Tuesday, May 27, 2014

Compare and contrast revolutionary and reform movements in Latin America and China during the late nineteenth and early twentieth century. How were their goals and methods similar and different?

First, a quick summary of revolutionary and reform movements in each region, then we will directly compare and contrast them.
For Latin America, reform movements began with the Spanish and Portuguese monarchs with the Bourbon and Pombal reforms, respectively. These reforms encouraged mercantilism and state control, something that the people of Latin American countries were beginning to resent. In addition to this, the creole population (Europeans born in the New World but with increasingly Latin American identities), spurred on with the successes of the Enlightenment, the American, French, and Haitian Revolutions, began to consider independence. When Napoleon invaded Spain, and control of the colonies was questioned, creoles began to fight against Spanish and Portuguese control throughout Central and South American colonies. A majority of these revolutions took place between 1810-1825.

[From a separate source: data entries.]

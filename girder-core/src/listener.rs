// Listener binding with port fallback

use crate::error::{Error, Result};
use crate::logging::{debug, warn};
use std::io::ErrorKind;
use std::net::{IpAddr, SocketAddr, TcpListener, ToSocketAddrs};

/// Bind `host:port`, returning the listener and the port actually bound.
///
/// Without `auto_port` an occupied port fails at once with
/// [`Error::AddressInUse`]. With it, `port, port + 1, …` are tried for
/// `max_attempts` attempts in total before [`Error::BindExhausted`].
/// Port 0 asks the OS for any free port.
pub fn bind_with_fallback(
    host: &str,
    port: u16,
    auto_port: bool,
    max_attempts: u32,
) -> Result<(TcpListener, u16)> {
    let ip = resolve_host(host)?;
    let attempts = if auto_port { max_attempts.max(1) } else { 1 };

    for attempt in 0..attempts {
        let candidate = u32::from(port) + attempt;
        let Ok(candidate) = u16::try_from(candidate) else {
            break;
        };
        let addr = SocketAddr::new(ip, candidate);

        match TcpListener::bind(addr) {
            Ok(listener) => {
                let bound = listener.local_addr()?.port();
                debug!(address = %addr, port = bound, attempt, "Listener bound");
                return Ok((listener, bound));
            }
            Err(e) if e.kind() == ErrorKind::AddrInUse => {
                if !auto_port {
                    return Err(Error::AddressInUse(addr.to_string()));
                }
                warn!(address = %addr, next_port = u32::from(candidate) + 1, "Port in use, trying next");
            }
            Err(e) => return Err(e.into()),
        }
    }

    Err(Error::BindExhausted {
        start: port,
        end: u32::from(port) + attempts,
        attempts,
    })
}

fn resolve_host(host: &str) -> Result<IpAddr> {
    if let Ok(ip) = host.parse::<IpAddr>() {
        return Ok(ip);
    }
    (host, 0)
        .to_socket_addrs()
        .ok()
        .and_then(|mut addrs| addrs.next())
        .map(|addr| addr.ip())
        .ok_or_else(|| Error::InvalidAddress(host.to_string()))
}
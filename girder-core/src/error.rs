// Error types for the Girder server

use crate::HttpStatus;
use crate::http::{HttpMethod, HttpResponse};
use crate::status::reason_phrase;
use girder_websocket::{HandshakeError, WebSocketError};
use thiserror::Error;

#[derive(Error, Debug)]
pub enum Error {
    // Setup errors
    #[error("Duplicate route: {method} {pattern}")]
    DuplicateRoute { method: HttpMethod, pattern: String },

    #[error("Invalid route pattern: {0}")]
    InvalidPattern(String),

    #[error("Address in use: {0}")]
    AddressInUse(String),

    #[error("No free port in {start}..{end} ({attempts} attempts)")]
    BindExhausted { start: u16, end: u32, attempts: u32 },

    #[error("Invalid address: {0}")]
    InvalidAddress(String),

    #[error("Configuration error: {0}")]
    Config(String),

    // Request errors
    #[error("Malformed request: {0}")]
    MalformedRequest(String),

    #[error("Bad Request: {0}")]
    BadRequest(String),

    #[error("Not Found: {0}")]
    NotFound(String),

    #[error("No route for {0}")]
    RouteNotFound(String),

    #[error("Method not allowed: {0}")]
    MethodNotAllowed(String),

    #[error("Missing parameter: {0}")]
    MissingParameter(String),

    #[error("Cannot parse {name}={value:?} as {target}")]
    Parse {
        name: String,
        value: String,
        target: &'static str,
    },

    #[error("Deserialization error: {0}")]
    Deserialization(String),

    #[error("Serialization error: {0}")]
    Serialization(String),

    #[error("Unauthorized: {0}")]
    Unauthorized(String),

    #[error("Forbidden: {0}")]
    Forbidden(String),

    #[error("Payload Too Large: {size} bytes exceeds limit of {limit}")]
    PayloadTooLarge { size: usize, limit: usize },

    #[error("Handshake failed on {header}: {0}", header = .0.header())]
    Handshake(#[from] HandshakeError),

    // Server errors
    #[error("Internal server error: {0}")]
    Internal(String),

    #[error("Response formatting failed: {0}")]
    ResponseFormat(String),

    #[error("WebSocket error: {0}")]
    WebSocket(#[from] WebSocketError),

    #[error("IO error: {0}")]
    Io(#[from] std::io::Error),
}

impl Error {
    /// Get the HTTP status code for this error
    pub fn status_code(&self) -> u16 {
        match self {
            Error::MalformedRequest(_)
            | Error::BadRequest(_)
            | Error::MissingParameter(_)
            | Error::Parse { .. }
            | Error::Deserialization(_)
            | Error::Handshake(_) => HttpStatus::BadRequest.code(),
            Error::NotFound(_) | Error::RouteNotFound(_) => HttpStatus::NotFound.code(),
            Error::MethodNotAllowed(_) => HttpStatus::MethodNotAllowed.code(),
            Error::Unauthorized(_) => HttpStatus::Unauthorized.code(),
            Error::Forbidden(_) => HttpStatus::Forbidden.code(),
            Error::PayloadTooLarge { .. } => HttpStatus::PayloadTooLarge.code(),
            Error::WebSocket(WebSocketError::Handshake(_)) => HttpStatus::BadRequest.code(),

            // Default to 500 for setup and server failures
            _ => HttpStatus::InternalServerError.code(),
        }
    }

    /// Get the HttpStatus enum for this error
    pub fn http_status(&self) -> HttpStatus {
        HttpStatus::from_code(self.status_code()).unwrap_or(HttpStatus::InternalServerError)
    }

    /// Reason phrase of the mapped status
    pub fn reason(&self) -> &'static str {
        reason_phrase(self.status_code())
    }

    /// Check if this is a client error (4xx)
    pub fn is_client_error(&self) -> bool {
        self.http_status().is_client_error()
    }

    /// Check if this is a server error (5xx)
    pub fn is_server_error(&self) -> bool {
        self.http_status().is_server_error()
    }

    /// JSON error response: `{"error": reason, "detail": message, "status": code}`
    pub fn to_response(&self) -> HttpResponse {
        let status = self.status_code();
        let body = serde_json::json!({
            "error": self.reason(),
            "detail": self.to_string(),
            "status": status,
        });
        HttpResponse::new(status).with_json_value(&body)
    }
}

/// Result type alias for Girder operations
pub type Result<T> = std::result::Result<T, Error>;
//! Integration tests for common Girder workflows.
//!
//! These tests drive an `Application` directly, without sockets, the way a
//! worker thread does after parsing a request.

use girder::prelude::*;
use girder::{HealthCheckResult, HealthIndicator, LogConfig, LogFormat, LogLevel};
use serde::Serialize;
use std::collections::HashMap;
use std::io::Write;

// =============================================================================
// Handlers and responses
// =============================================================================

#[derive(Serialize)]
struct User {
    id: u64,
    name: String,
}

fn get_user(ctx: &mut RequestContext<'_>) -> Result<Json<User>> {
    let id: u64 = ctx.param_as("id")?;
    let name = ctx.query_or("name", "anonymous".to_string())?;
    Ok(Json(User { id, name }))
}

fn app() -> Application {
    let mut router = Router::new();
    router.get("/users/{id}", get_user).unwrap();
    router
        .post("/users", |ctx| -> Result<HttpResponse> {
            let user: serde_json::Value = ctx.json()?;
            HttpResponse::created().with_json(&user)
        })
        .unwrap();
    router.get("/accepted", |_ctx| HttpStatus::Accepted).unwrap();
    Application::new(router)
}

fn json(response: &HttpResponse) -> serde_json::Value {
    serde_json::from_slice(&response.body).unwrap()
}

#[test]
fn test_json_handler_with_typed_params() {
    let response = app().respond(&HttpRequest::new(HttpMethod::GET, "/users/5?name=ada"));
    assert_eq!(response.status, 200);
    assert_eq!(response.header("content-type"), Some("application/json"));
    assert_eq!(json(&response), serde_json::json!({"id": 5, "name": "ada"}));
}

#[test]
fn test_query_default() {
    let response = app().respond(&HttpRequest::new(HttpMethod::GET, "/users/5"));
    assert_eq!(json(&response)["name"], "anonymous");
}

#[test]
fn test_typed_param_mismatch_is_400() {
    let response = app().respond(&HttpRequest::new(HttpMethod::GET, "/users/five"));
    assert_eq!(response.status, 400);
    assert_eq!(json(&response)["error"], "Bad Request");
}

#[test]
fn test_json_body() {
    let request = HttpRequest::new(HttpMethod::POST, "/users").with_body(r#"{"name":"grace"}"#);
    let response = app().respond(&request);
    assert_eq!(response.status, 201);
    assert_eq!(json(&response)["name"], "grace");

    let bad = HttpRequest::new(HttpMethod::POST, "/users").with_body("{");
    assert_eq!(app().respond(&bad).status, 400);
}

#[test]
fn test_status_as_response() {
    let response = app().respond(&HttpRequest::new(HttpMethod::GET, "/accepted"));
    assert_eq!(response.status, 202);
}

// =============================================================================
// Middleware
// =============================================================================

struct ApiKey;

impl Middleware for ApiKey {
    fn handle(&self, ctx: &mut RequestContext<'_>, next: Next<'_>) -> Result<HttpResponse> {
        match ctx.header("x-api-key") {
            Some("secret") => {
                ctx.set_state("authenticated", StateValue::Bool(true));
                next.run(ctx)
            }
            _ => Err(Error::Unauthorized("missing API key".into())),
        }
    }
}

#[test]
fn test_middleware_short_circuit_and_state() {
    let mut router = Router::new();
    router
        .get("/me", |ctx| {
            let authenticated = ctx.state_bool("authenticated").unwrap_or(false);
            format!("authenticated={}", authenticated)
        })
        .unwrap();
    let mut app = Application::new(router);
    app.use_middleware(ApiKey);

    let denied = app.respond(&HttpRequest::new(HttpMethod::GET, "/me"));
    assert_eq!(denied.status, 401);

    let allowed = app.respond(
        &HttpRequest::new(HttpMethod::GET, "/me").with_header("X-Api-Key", "secret"),
    );
    assert_eq!(allowed.body, b"authenticated=true");
}

#[test]
fn test_builtin_middleware_stack() {
    let mut app = app();
    app.use_middleware(RecoveryMiddleware)
        .use_middleware(RequestIdMiddleware)
        .use_middleware(TimingMiddleware)
        .use_middleware(CorsMiddleware::new());

    let response = app.respond(&HttpRequest::new(HttpMethod::GET, "/users/1"));
    assert_eq!(response.status, 200);
    assert!(response.header("x-request-id").is_some());
    assert!(response.header("x-response-time").unwrap().ends_with("ms"));
    assert_eq!(response.header("access-control-allow-origin"), Some("*"));
}

#[test]
fn test_middleware_wraps_not_found() {
    let mut app = app();
    app.use_middleware(RequestIdMiddleware);
    let response = app.respond(&HttpRequest::new(HttpMethod::GET, "/nope"));
    assert_eq!(response.status, 404);
    assert!(response.header("x-request-id").is_some());
}

// =============================================================================
// Reserved routes
// =============================================================================

struct Database;

impl HealthIndicator for Database {
    fn name(&self) -> &str {
        "database"
    }

    fn check(&self) -> HealthCheckResult {
        HealthCheckResult::down("database").with_detail("reason", "connection refused")
    }
}

#[test]
fn test_health_probes() {
    let mut app = app();
    app.health_indicator(Database);

    let full = app.respond(&HttpRequest::new(HttpMethod::GET, "/health"));
    assert_eq!(full.status, 503);
    assert_eq!(json(&full)["status"], "DOWN");

    // Liveness skips dependency checks
    let live = app.respond(&HttpRequest::new(HttpMethod::GET, "/health/live"));
    assert_eq!(live.status, 200);
}

#[test]
fn test_docs_page_lists_routes() {
    let response = app().respond(&HttpRequest::new(HttpMethod::GET, "/docs"));
    assert_eq!(response.status, 200);
    let html = String::from_utf8(response.body).unwrap();
    assert!(html.contains("/users/{id}"));
    assert!(html.contains("/accepted"));
}

// =============================================================================
// Configuration and logging
// =============================================================================

#[test]
fn test_config_file_with_env_overrides() {
    let mut file = tempfile::NamedTempFile::new().unwrap();
    writeln!(
        file,
        "port = 9001\nworkers = 4\ndocs_path = \"/api-docs\"\n\n[websocket]\nmax_connections = 50"
    )
    .unwrap();

    let config = ServerConfig::from_file(file.path()).unwrap();
    assert_eq!(config.port, 9001);
    assert_eq!(config.workers, Some(4));
    assert_eq!(config.docs_path, "/api-docs");
    assert_eq!(config.websocket.max_connections, 50);

    let vars: HashMap<String, String> =
        [("PORT".to_string(), "9100".to_string())].into_iter().collect();
    let config = config.apply_vars(&vars).unwrap();
    assert_eq!(config.port, 9100);
}

#[test]
fn test_log_config_builds_filter() {
    let config = LogConfig::new().level(LogLevel::Debug).format(LogFormat::Compact);
    assert!(config.build_filter().is_ok());
}
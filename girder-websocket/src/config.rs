//! WebSocket hub configuration.

use serde::{Deserialize, Serialize};
use std::time::Duration;

/// Limits and liveness settings shared by every connection of a hub.
#[derive(Debug, Clone, PartialEq, Eq, Serialize, Deserialize)]
#[serde(default)]
pub struct WebSocketConfig {
    /// Maximum reassembled message size in bytes
    pub max_message_size: usize,
    /// Maximum single frame payload in bytes
    pub max_frame_size: usize,
    /// Interval at which the hub owner is expected to ping, in milliseconds
    pub ping_interval_ms: u64,
    /// Silence after which a connection counts as stale, in milliseconds
    pub pong_timeout_ms: u64,
    /// Maximum number of registered connections
    pub max_connections: usize,
    /// Reject client frames that are not masked
    pub require_masked: bool,
}

impl Default for WebSocketConfig {
    fn default() -> Self {
        Self {
            max_message_size: 64 * 1024,
            max_frame_size: 64 * 1024,
            ping_interval_ms: 30_000,
            pong_timeout_ms: 60_000,
            max_connections: 1024,
            require_masked: true,
        }
    }
}

impl WebSocketConfig {
    /// Create a builder starting from the defaults.
    pub fn builder() -> WebSocketConfigBuilder {
        WebSocketConfigBuilder::default()
    }

    /// Ping interval as a duration.
    pub fn ping_interval(&self) -> Duration {
        Duration::from_millis(self.ping_interval_ms)
    }

    /// Pong timeout as a duration.
    pub fn pong_timeout(&self) -> Duration {
        Duration::from_millis(self.pong_timeout_ms)
    }
}

/// Builder for [`WebSocketConfig`].
#[derive(Debug, Default)]
pub struct WebSocketConfigBuilder {
    config: WebSocketConfig,
}

impl WebSocketConfigBuilder {
    /// Set the maximum message size.
    pub fn max_message_size(mut self, size: usize) -> Self {
        self.config.max_message_size = size;
        self
    }

    /// Set the maximum frame size.
    pub fn max_frame_size(mut self, size: usize) -> Self {
        self.config.max_frame_size = size;
        self
    }

    /// Set the ping interval.
    pub fn ping_interval(mut self, interval: Duration) -> Self {
        self.config.ping_interval_ms = interval.as_millis() as u64;
        self
    }

    /// Set the pong timeout.
    pub fn pong_timeout(mut self, timeout: Duration) -> Self {
        self.config.pong_timeout_ms = timeout.as_millis() as u64;
        self
    }

    /// Set the connection limit.
    pub fn max_connections(mut self, limit: usize) -> Self {
        self.config.max_connections = limit;
        self
    }

    /// Accept or reject unmasked client frames.
    pub fn require_masked(mut self, required: bool) -> Self {
        self.config.require_masked = required;
        self
    }

    /// Finish building.
    pub fn build(self) -> WebSocketConfig {
        self.config
    }
}
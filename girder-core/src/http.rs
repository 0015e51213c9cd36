// HTTP request and response types

use crate::error::{Error, Result};
use crate::small_vec::{HeaderList, QueryParams};
use crate::status::reason_phrase;
use serde::{Deserialize, Serialize};
use std::fmt;
use std::net::SocketAddr;
use std::time::SystemTime;

/// HTTP methods
#[derive(Clone, Copy, Debug, PartialEq, Eq, Hash, Serialize, Deserialize)]
#[serde(rename_all = "UPPERCASE")]
pub enum HttpMethod {
    GET,
    POST,
    PUT,
    DELETE,
    PATCH,
    HEAD,
    OPTIONS,
}

impl HttpMethod {
    #[allow(clippy::should_implement_trait)]
    pub fn from_str(s: &str) -> Option<Self> {
        match s.to_uppercase().as_str() {
            "GET" => Some(HttpMethod::GET),
            "POST" => Some(HttpMethod::POST),
            "PUT" => Some(HttpMethod::PUT),
            "DELETE" => Some(HttpMethod::DELETE),
            "PATCH" => Some(HttpMethod::PATCH),
            "HEAD" => Some(HttpMethod::HEAD),
            "OPTIONS" => Some(HttpMethod::OPTIONS),
            _ => None,
        }
    }

    pub fn as_str(&self) -> &'static str {
        match self {
            HttpMethod::GET => "GET",
            HttpMethod::POST => "POST",
            HttpMethod::PUT => "PUT",
            HttpMethod::DELETE => "DELETE",
            HttpMethod::PATCH => "PATCH",
            HttpMethod::HEAD => "HEAD",
            HttpMethod::OPTIONS => "OPTIONS",
        }
    }
}

impl fmt::Display for HttpMethod {
    fn fmt(&self, f: &mut fmt::Formatter<'_>) -> fmt::Result {
        f.write_str(self.as_str())
    }
}

/// HTTP request, parsed once from the wire
#[derive(Debug, Clone)]
pub struct HttpRequest {
    pub method: HttpMethod,
    /// Path without the query string
    pub path: String,
    /// Raw query string without the leading `?`
    pub query_string: String,
    pub query_params: QueryParams,
    pub headers: HeaderList,
    pub body: Vec<u8>,
    pub remote_addr: Option<SocketAddr>,
}

impl HttpRequest {
    /// Create a request from a method and a request target such as `/a?b=1`.
    pub fn new(method: HttpMethod, target: &str) -> Self {
        let (path, query_string) = match target.split_once('?') {
            Some((path, query)) => (path, query),
            None => (target, ""),
        };
        Self {
            method,
            path: path.to_string(),
            query_string: query_string.to_string(),
            query_params: QueryParams::parse(query_string),
            headers: HeaderList::new(),
            body: Vec::new(),
            remote_addr: None,
        }
    }

    pub fn with_header(mut self, name: impl Into<String>, value: impl Into<String>) -> Self {
        self.headers.push(name, value);
        self
    }

    pub fn with_body(mut self, body: impl Into<Vec<u8>>) -> Self {
        self.body = body.into();
        self
    }

    /// Get a header by name, ignoring case
    pub fn header(&self, name: &str) -> Option<&str> {
        self.headers.get(name)
    }

    /// Get a query parameter by name
    pub fn query(&self, name: &str) -> Option<&str> {
        self.query_params.get(name)
    }

    /// Parse the request body as JSON
    pub fn json<T: for<'de> Deserialize<'de>>(&self) -> Result<T> {
        serde_json::from_slice(&self.body).map_err(|e| Error::Deserialization(e.to_string()))
    }

    /// Whether the `Accept` header lists `mime`
    pub fn accepts(&self, mime: &str) -> bool {
        self.header("accept")
            .map(|accept| {
                accept
                    .split(',')
                    .any(|part| part.split(';').next().unwrap_or("").trim().eq_ignore_ascii_case(mime))
            })
            .unwrap_or(false)
    }
}

/// HTTP response
#[derive(Debug, Clone)]
pub struct HttpResponse {
    pub status: u16,
    pub headers: HeaderList,
    pub body: Vec<u8>,
}

impl HttpResponse {
    pub fn new(status: u16) -> Self {
        Self {
            status,
            headers: HeaderList::new(),
            body: Vec::new(),
        }
    }

    pub fn ok() -> Self {
        Self::new(200)
    }

    pub fn created() -> Self {
        Self::new(201)
    }

    pub fn no_content() -> Self {
        Self::new(204)
    }

    pub fn bad_request() -> Self {
        Self::new(400)
    }

    pub fn not_found() -> Self {
        Self::new(404)
    }

    pub fn internal_server_error() -> Self {
        Self::new(500)
    }

    pub fn with_body(mut self, body: impl Into<Vec<u8>>) -> Self {
        self.body = body.into();
        self
    }

    pub fn with_text(self, text: impl Into<String>) -> Self {
        self.with_header("Content-Type", "text/plain; charset=utf-8")
            .with_body(text.into().into_bytes())
    }

    pub fn with_html(self, html: impl Into<String>) -> Self {
        self.with_header("Content-Type", "text/html; charset=utf-8")
            .with_body(html.into().into_bytes())
    }

    pub fn with_json<T: Serialize>(mut self, value: &T) -> Result<Self> {
        self.body = serde_json::to_vec(value).map_err(|e| Error::Serialization(e.to_string()))?;
        self.headers.set("Content-Type", "application/json");
        Ok(self)
    }

    /// Infallible JSON body from an already-built value.
    pub fn with_json_value(mut self, value: &serde_json::Value) -> Self {
        self.body = value.to_string().into_bytes();
        self.headers.set("Content-Type", "application/json");
        self
    }

    /// Set a header, replacing any existing one with the same name.
    pub fn with_header(mut self, name: impl Into<String>, value: impl Into<String>) -> Self {
        self.headers.set(name, value);
        self
    }

    pub fn header(&self, name: &str) -> Option<&str> {
        self.headers.get(name)
    }

    /// Wire form including the body.
    pub fn to_bytes(&self) -> Result<Vec<u8>> {
        self.to_bytes_with(true)
    }

    /// Wire form; HEAD responses pass `include_body = false` and keep the
    /// `Content-Length` of the body they would have sent.
    ///
    /// Header names or values containing CR or LF are rejected.
    pub fn to_bytes_with(&self, include_body: bool) -> Result<Vec<u8>> {
        for (name, value) in self.headers.iter() {
            if name.is_empty() || name.contains([':', '\r', '\n']) {
                return Err(Error::ResponseFormat(format!("invalid header name {:?}", name)));
            }
            if value.contains(['\r', '\n']) {
                return Err(Error::ResponseFormat(format!("invalid value for header {}", name)));
            }
        }

        let mut out = Vec::with_capacity(128 + self.body.len());
        out.extend_from_slice(
            format!("HTTP/1.1 {} {}\r\n", self.status, reason_phrase(self.status)).as_bytes(),
        );
        let content_type = self
            .headers
            .get("content-type")
            .unwrap_or("text/plain; charset=utf-8");
        push_header(&mut out, "Content-Type", content_type);
        push_header(&mut out, "Content-Length", &self.body.len().to_string());
        push_header(&mut out, "Connection", "close");
        if !self.headers.contains("date") {
            push_header(&mut out, "Date", &httpdate::fmt_http_date(SystemTime::now()));
        }
        for (name, value) in self.headers.iter() {
            if ["content-type", "content-length", "connection"]
                .iter()
                .any(|reserved| name.eq_ignore_ascii_case(reserved))
            {
                continue;
            }
            push_header(&mut out, name, value);
        }
        out.extend_from_slice(b"\r\n");
        if include_body {
            out.extend_from_slice(&self.body);
        }
        Ok(out)
    }
}

fn push_header(out: &mut Vec<u8>, name: &str, value: &str) {
    out.extend_from_slice(name.as_bytes());
    out.extend_from_slice(b": ");
    out.extend_from_slice(value.as_bytes());
    out.extend_from_slice(b"\r\n");
}

/// JSON response helper
#[derive(Debug)]
pub struct Json<T: Serialize>(pub T);

#[cfg(test)]
mod tests {
    use super::*;

    #[test]
    fn test_request_target_split() {
        let req = HttpRequest::new(HttpMethod::GET, "/search?q=rust&page=2");
        assert_eq!(req.path, "/search");
        assert_eq!(req.query_string, "q=rust&page=2");
        assert_eq!(req.query("page"), Some("2"));
    }

    #[test]
    fn test_accepts() {
        let req = HttpRequest::new(HttpMethod::GET, "/")
            .with_header("Accept", "text/html,application/xhtml+xml;q=0.9");
        assert!(req.accepts("text/html"));
        assert!(req.accepts("application/xhtml+xml"));
        assert!(!req.accepts("application/json"));
    }

    #[test]
    fn test_wire_format() {
        let bytes = HttpResponse::ok()
            .with_header("X-Custom", "1")
            .with_text("hi")
            .to_bytes()
            .unwrap();
        let text = String::from_utf8(bytes).unwrap();
        assert!(text.starts_with("HTTP/1.1 200 OK\r\n"));
        assert!(text.contains("Content-Type: text/plain; charset=utf-8\r\n"));
        assert!(text.contains("Content-Length: 2\r\n"));
        assert!(text.contains("Connection: close\r\n"));
        assert!(text.contains("X-Custom: 1\r\n"));
        assert!(text.ends_with("\r\n\r\nhi"));
    }

    #[test]
    fn test_head_omits_body() {
        let bytes = HttpResponse::ok().with_text("hello").to_bytes_with(false).unwrap();
        let text = String::from_utf8(bytes).unwrap();
        assert!(text.contains("Content-Length: 5\r\n"));
        assert!(text.ends_with("\r\n\r\n"));
    }

    #[test]
    fn test_crlf_injection_rejected() {
        let response = HttpResponse::ok().with_header("X-Evil", "a\r\nSet-Cookie: x=1");
        assert!(matches!(response.to_bytes(), Err(Error::ResponseFormat(_))));
    }

    #[test]
    fn test_method_round_trip() {
        assert_eq!(HttpMethod::from_str("patch"), Some(HttpMethod::PATCH));
        assert_eq!(HttpMethod::from_str("TRACE"), None);
        assert_eq!(HttpMethod::DELETE.to_string(), "DELETE");
    }
}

In China, Westerners were starting to challenge Qing dynastic power throughout the nineteenth century. The British began selling opium, a powerful drug, to China in order to control their economies and suppress their people. In an attempt to push British opium out, the Chinese lost, and as a consequence Europeans took over Chinese economies and port cities. One rebellion, the Taiping Rebellion, was led by a Christian Chinese priest who wanted to overthrow the weak Qing government. Taiping saw westernization occurring and took advantage of political instability to rebel, but he was ultimately unsuccessful. Another popular rebellion against the Qing was the Boxer Rebellion, where people tried to overthrow the Qing. The Qing brought the Europeans in to help suppress the rebellion, which was successful, but this only enabled the Europeans to take more control over China. The self-strengthening movement was an attempt by Chinese authorities to bring back an agrarian, isolated model of government, but it was too late. By 1911, nationalist movements fought to remove the Qing, take over China, and westernize.
One similarity between revolutionary movements in Latin America and China was an attempt to break away from European power. Latin America, controlled mainly by Spain and Portugal, and Qing China, fighting primarily against Britain, were subjected to the economic whims of their European aggressors.
Another similarity between the two was that they both saw revolutionary movements that were counter to popular trends. For China, it was the Taiping Rebellion and the Boxer Rebellion. In Latin America, there was a rebellion against the creoles in Peru led by a Mestizo named Tupac Amaru II, who argued that the indigenous and Mestizo populations should have power, not the European-blooded populations. In both cases, internal rebellions challenged the status quo, and those rebellions were crushed.
A difference between Latin America and China would be that Latin America saw political independence in the nineteenth and early twentieth centuries, while China was never politically conquered by Europeans.